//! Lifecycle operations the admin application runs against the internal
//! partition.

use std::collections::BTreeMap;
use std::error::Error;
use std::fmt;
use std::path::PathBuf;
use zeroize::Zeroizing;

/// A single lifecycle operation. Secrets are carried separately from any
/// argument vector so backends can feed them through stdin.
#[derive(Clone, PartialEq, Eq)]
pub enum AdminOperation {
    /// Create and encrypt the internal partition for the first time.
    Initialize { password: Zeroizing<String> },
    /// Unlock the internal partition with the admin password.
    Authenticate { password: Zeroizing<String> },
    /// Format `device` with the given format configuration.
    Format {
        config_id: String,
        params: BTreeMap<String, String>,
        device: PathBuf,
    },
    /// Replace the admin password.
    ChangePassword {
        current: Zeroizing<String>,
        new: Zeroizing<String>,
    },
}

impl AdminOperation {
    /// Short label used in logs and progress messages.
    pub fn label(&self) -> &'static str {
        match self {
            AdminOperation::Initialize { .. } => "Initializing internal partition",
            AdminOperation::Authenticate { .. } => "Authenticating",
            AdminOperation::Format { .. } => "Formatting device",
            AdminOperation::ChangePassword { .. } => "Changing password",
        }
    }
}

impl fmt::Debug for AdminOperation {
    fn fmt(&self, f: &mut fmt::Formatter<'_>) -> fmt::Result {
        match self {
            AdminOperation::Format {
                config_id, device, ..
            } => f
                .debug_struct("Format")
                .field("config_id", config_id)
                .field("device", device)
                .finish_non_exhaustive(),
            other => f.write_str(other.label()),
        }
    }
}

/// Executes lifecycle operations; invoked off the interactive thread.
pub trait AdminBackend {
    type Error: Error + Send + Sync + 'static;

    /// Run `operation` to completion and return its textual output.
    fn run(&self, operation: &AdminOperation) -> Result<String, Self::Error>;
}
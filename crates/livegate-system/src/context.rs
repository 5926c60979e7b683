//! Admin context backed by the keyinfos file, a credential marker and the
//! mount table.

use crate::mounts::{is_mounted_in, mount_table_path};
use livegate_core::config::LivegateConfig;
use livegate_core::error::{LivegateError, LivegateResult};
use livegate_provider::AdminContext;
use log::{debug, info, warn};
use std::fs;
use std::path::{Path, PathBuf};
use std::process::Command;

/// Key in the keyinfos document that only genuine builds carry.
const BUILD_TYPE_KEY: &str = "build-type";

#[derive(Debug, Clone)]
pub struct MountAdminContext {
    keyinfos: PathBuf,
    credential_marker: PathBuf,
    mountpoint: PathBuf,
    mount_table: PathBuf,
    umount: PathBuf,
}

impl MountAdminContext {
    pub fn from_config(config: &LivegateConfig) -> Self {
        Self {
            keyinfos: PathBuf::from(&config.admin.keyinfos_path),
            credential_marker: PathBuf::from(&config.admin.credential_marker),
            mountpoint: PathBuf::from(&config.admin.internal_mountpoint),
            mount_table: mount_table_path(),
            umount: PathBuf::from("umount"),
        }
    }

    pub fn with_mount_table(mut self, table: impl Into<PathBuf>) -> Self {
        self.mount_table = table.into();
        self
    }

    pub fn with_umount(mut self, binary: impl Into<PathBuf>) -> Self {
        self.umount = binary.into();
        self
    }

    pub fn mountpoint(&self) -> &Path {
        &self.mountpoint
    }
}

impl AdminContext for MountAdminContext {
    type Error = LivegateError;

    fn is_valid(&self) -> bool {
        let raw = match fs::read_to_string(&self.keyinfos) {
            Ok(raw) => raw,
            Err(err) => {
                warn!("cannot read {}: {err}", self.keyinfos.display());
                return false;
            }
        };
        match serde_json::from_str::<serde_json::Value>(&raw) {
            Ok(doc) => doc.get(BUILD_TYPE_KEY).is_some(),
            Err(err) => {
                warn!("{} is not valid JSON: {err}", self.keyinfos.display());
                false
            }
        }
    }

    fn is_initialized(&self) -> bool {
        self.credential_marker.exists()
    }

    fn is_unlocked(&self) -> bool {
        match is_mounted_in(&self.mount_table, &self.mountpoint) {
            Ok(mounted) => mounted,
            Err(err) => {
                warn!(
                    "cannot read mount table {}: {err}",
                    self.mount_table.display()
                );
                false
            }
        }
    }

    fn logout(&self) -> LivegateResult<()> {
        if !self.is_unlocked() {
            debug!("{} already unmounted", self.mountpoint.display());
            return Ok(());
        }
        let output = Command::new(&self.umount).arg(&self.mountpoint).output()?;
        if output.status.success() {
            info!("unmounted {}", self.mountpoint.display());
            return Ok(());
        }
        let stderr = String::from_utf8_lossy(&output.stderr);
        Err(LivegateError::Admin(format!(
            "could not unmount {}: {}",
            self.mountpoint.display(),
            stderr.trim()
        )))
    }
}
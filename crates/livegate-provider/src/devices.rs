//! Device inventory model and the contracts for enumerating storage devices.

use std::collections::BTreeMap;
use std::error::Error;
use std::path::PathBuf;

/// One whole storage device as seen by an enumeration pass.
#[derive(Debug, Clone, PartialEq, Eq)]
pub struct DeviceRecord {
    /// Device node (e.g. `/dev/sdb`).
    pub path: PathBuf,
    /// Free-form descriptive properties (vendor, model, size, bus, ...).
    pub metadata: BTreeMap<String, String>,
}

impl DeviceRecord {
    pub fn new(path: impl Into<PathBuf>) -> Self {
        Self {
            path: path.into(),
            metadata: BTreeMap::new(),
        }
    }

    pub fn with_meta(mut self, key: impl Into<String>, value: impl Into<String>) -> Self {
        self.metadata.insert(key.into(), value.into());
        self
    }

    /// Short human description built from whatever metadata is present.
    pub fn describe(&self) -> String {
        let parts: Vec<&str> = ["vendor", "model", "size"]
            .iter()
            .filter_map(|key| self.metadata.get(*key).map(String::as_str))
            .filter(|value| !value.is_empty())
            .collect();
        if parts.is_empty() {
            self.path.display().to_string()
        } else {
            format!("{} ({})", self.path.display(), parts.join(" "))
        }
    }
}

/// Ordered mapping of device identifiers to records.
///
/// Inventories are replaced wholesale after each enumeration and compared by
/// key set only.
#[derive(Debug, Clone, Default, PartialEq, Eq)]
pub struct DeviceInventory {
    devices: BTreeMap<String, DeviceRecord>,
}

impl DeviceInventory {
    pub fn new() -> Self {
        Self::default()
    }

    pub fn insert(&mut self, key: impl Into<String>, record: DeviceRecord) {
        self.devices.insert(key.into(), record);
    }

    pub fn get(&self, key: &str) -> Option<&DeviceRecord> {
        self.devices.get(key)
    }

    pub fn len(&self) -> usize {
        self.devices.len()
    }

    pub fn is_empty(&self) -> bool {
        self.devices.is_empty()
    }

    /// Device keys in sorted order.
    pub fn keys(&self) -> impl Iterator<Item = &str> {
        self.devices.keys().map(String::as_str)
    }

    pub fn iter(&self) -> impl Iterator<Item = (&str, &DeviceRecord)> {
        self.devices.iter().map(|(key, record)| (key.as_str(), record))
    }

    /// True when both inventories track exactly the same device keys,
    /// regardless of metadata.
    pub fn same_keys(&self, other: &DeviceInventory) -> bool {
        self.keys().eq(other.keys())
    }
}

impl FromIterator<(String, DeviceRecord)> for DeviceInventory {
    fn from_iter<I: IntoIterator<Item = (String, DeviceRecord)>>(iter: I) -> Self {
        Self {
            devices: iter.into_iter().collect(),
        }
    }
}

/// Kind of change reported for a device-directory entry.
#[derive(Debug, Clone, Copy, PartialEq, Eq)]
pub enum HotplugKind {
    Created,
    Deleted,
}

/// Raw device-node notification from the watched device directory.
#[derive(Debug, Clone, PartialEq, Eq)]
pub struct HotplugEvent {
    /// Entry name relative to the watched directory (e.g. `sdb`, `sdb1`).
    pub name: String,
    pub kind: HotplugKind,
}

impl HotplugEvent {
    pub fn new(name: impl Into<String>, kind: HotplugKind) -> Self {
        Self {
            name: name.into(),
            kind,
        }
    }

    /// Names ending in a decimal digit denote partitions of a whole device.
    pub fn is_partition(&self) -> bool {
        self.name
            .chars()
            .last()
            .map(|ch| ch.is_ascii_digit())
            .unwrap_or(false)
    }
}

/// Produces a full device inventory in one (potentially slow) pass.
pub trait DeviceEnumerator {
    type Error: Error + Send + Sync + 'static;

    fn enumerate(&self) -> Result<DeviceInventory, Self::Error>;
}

:: The problem ::
The lines above that hold the word "trait" are the ones to copy.

:: Exercise response ::
pub trait AdminBackend {
pub trait DeviceEnumerator {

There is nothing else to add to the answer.